ACTIVITY: Answer with a single number stating how many lines of the entries below include the string "write".

MATERIAL PROVIDED:
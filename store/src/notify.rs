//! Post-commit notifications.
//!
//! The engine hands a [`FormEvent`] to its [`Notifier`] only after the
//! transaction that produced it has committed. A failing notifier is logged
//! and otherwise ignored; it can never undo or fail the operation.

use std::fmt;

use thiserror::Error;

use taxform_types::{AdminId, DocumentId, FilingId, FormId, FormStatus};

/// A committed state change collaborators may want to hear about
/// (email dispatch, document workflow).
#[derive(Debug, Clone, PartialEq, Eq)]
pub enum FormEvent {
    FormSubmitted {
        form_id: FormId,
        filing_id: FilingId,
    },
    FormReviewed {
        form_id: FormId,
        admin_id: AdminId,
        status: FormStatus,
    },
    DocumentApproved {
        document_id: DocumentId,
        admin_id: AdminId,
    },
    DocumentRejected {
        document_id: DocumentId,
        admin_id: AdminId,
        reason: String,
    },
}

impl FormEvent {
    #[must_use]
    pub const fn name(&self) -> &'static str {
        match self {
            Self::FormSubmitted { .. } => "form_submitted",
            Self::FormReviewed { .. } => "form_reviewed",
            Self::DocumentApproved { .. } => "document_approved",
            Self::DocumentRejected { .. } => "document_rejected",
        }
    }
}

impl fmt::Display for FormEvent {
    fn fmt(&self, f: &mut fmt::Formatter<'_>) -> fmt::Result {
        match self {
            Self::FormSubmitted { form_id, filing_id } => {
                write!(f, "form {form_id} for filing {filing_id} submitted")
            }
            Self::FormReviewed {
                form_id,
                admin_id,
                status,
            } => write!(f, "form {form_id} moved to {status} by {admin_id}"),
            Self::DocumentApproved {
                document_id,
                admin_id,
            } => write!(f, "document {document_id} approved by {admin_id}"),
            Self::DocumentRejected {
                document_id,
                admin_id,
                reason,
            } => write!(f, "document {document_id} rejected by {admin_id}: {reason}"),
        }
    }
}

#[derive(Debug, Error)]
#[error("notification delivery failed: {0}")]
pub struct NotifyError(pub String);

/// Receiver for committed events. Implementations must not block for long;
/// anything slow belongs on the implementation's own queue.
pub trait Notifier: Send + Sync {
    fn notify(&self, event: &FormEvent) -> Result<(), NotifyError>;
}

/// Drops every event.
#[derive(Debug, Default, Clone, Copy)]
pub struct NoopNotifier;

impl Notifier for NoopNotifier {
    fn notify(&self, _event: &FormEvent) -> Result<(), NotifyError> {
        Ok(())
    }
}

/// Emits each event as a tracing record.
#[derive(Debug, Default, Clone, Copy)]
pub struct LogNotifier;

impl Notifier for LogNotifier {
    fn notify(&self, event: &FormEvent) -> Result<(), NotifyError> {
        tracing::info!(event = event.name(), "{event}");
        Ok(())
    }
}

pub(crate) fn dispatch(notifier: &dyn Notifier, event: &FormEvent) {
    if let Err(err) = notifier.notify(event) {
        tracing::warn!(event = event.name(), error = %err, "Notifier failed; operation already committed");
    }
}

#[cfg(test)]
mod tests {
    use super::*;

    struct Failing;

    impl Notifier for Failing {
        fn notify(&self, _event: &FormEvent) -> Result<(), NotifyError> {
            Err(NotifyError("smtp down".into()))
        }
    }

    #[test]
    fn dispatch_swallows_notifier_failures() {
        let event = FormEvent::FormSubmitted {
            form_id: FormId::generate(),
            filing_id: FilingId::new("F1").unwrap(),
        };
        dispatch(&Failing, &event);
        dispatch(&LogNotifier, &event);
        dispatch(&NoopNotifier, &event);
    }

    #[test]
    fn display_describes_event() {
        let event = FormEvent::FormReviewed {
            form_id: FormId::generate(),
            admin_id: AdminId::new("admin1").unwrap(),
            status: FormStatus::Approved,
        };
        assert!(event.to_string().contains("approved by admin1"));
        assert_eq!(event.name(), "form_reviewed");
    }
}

RESPONSE TO THIS TASK: 4